• **The task**: Copy the records that follow exactly, leaving nothing out.

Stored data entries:

((

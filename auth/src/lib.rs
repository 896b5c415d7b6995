//! # Poolstore Authentication Module
//!
//! A reactive-store authentication module for hosted user-pool identity
//! providers: sign-up, sign-in, confirmation, password reset, attribute
//! management and sign-out behind a uniform action/mutation interface.
//!
//! ## Architecture
//!
//! The module is the reconciliation layer between an external identity
//! service and a small piece of shared session state:
//!
//! ```text
//! caller ──► action(ctx, payload) ──► provider capability
//!                   │                        │
//!                   │◄── normalized outcome ─┘
//!                   ▼
//!            ctx.commit(mutation) ──► SessionState
//! ```
//!
//! Actions call the provider at most once, normalize its outcome, commit
//! at most one mutation, and resolve or reject exactly once. The provider
//! itself is a black box behind the [`providers`] traits; the hosting
//! store supplies the dispatch context.
//!
//! ## Example
//!
//! ```
//! use poolstore_auth::mocks::MockUserPool;
//! use poolstore_auth::providers::{AuthenticateOutcome, Credentials, ProviderSession};
//! use poolstore_auth::{AuthModule, SignIn};
//!
//! # tokio_test::block_on(async {
//! let pool = MockUserPool::new();
//! pool.set_authenticate_outcome(AuthenticateOutcome::Authenticated(ProviderSession {
//!     id_token: "id".into(),
//!     access_token: "access".into(),
//!     refresh_token: "refresh".into(),
//!     expires_at: None,
//! }));
//!
//! let (actions, ctx) = AuthModule::with_pool(pool).mount();
//! let outcome = actions
//!     .authenticate_user(&ctx, Credentials::new("alice", "hunter2"))
//!     .await?;
//!
//! assert!(matches!(outcome, SignIn::Authenticated { .. }));
//! assert!(ctx.state().user.is_some());
//! # Ok::<(), poolstore_auth::AuthError>(())
//! # });
//! ```

#![deny(missing_docs)]
#![deny(clippy::unwrap_used)]
#![deny(clippy::expect_used)]
#![deny(clippy::panic)]
#![deny(clippy::todo)]
#![deny(clippy::unimplemented)]

// Public modules
pub mod actions;
pub mod config;
pub mod error;
pub mod module;
pub mod mutations;
pub mod providers;
pub mod state;

#[cfg(feature = "test-utils")]
pub mod mocks;

// Re-export main types for convenience
pub use actions::{AuthActions, AuthContext, SignIn, SignUpResult};
pub use config::PoolConfig;
pub use error::{AuthError, ProviderError, Result};
pub use module::AuthModule;
pub use mutations::SessionMutation;
pub use state::{SessionState, TokenSet, User};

))

• **Result for this exercise**:
filename auth/src/lib.rs
repository 896b5c415d7b6995
//! # Poolstore Authentication Module
//!
//! A reactive-store authentication module for hosted user-pool identity
//! providers: sign-up, sign-in, confirmation, password reset, attribute
//! management and sign-out behind a uniform action/mutation interface.
//!
//! ## Architecture
//!
//! The module is the reconciliation layer between an external identity
//! service and a small piece of shared session state:
//!
//! ```text
//! caller ──► action(ctx, payload) ──► provider capability
//!                   │                        │
//!                   │◄── normalized outcome ─┘
//!                   ▼
//!            ctx.commit(mutation) ──► SessionState
//! ```
//!
//! Actions call the provider at most once, normalize its outcome, commit
//! at most one mutation, and resolve or reject exactly once. The provider
//! itself is a black box behind the [`providers`] traits; the hosting
//! store supplies the dispatch context.
//!
//! ## Example
//!
//! ```
//! use poolstore_auth::mocks::MockUserPool;
//! use poolstore_auth::providers::{AuthenticateOutcome, Credentials, ProviderSession};
//! use poolstore_auth::{AuthModule, SignIn};
//!
//! # tokio_test::block_on(async {
//! let pool = MockUserPool::new();
//! pool.set_authenticate_outcome(AuthenticateOutcome::Authenticated(ProviderSession {
//!     id_token: "id".into(),
//!     access_token: "access".into(),
//!     refresh_token: "refresh".into(),
//!     expires_at: None,
//! }));
//!
//! let (actions, ctx) = AuthModule::with_pool(pool).mount();
//! let outcome = actions
//!     .authenticate_user(&ctx, Credentials::new("alice", "hunter2"))
//!     .await?;
//!
//! assert!(matches!(outcome, SignIn::Authenticated { .. }));
//! assert!(ctx.state().user.is_some());
//! # Ok::<(), poolstore_auth::AuthError>(())
//! # });
//! ```

#![deny(missing_docs)]
#![deny(clippy::unwrap_used)]
#![deny(clippy::expect_used)]
#![deny(clippy::panic)]
#![deny(clippy::todo)]
#![deny(clippy::unimplemented)]

// Public modules
pub mod actions;
pub mod config;
pub mod error;
pub mod module;
pub mod mutations;
pub mod providers;
pub mod state;

#[cfg(feature = "test-utils")]
pub mod mocks;

// Re-export main types for convenience
pub use actions::{AuthActions, AuthContext, SignIn, SignUpResult};
pub use config::PoolConfig;
pub use error::{AuthError, ProviderError, Result};
pub use module::AuthModule;
pub use mutations::SessionMutation;
pub use state::{SessionState, TokenSet, User};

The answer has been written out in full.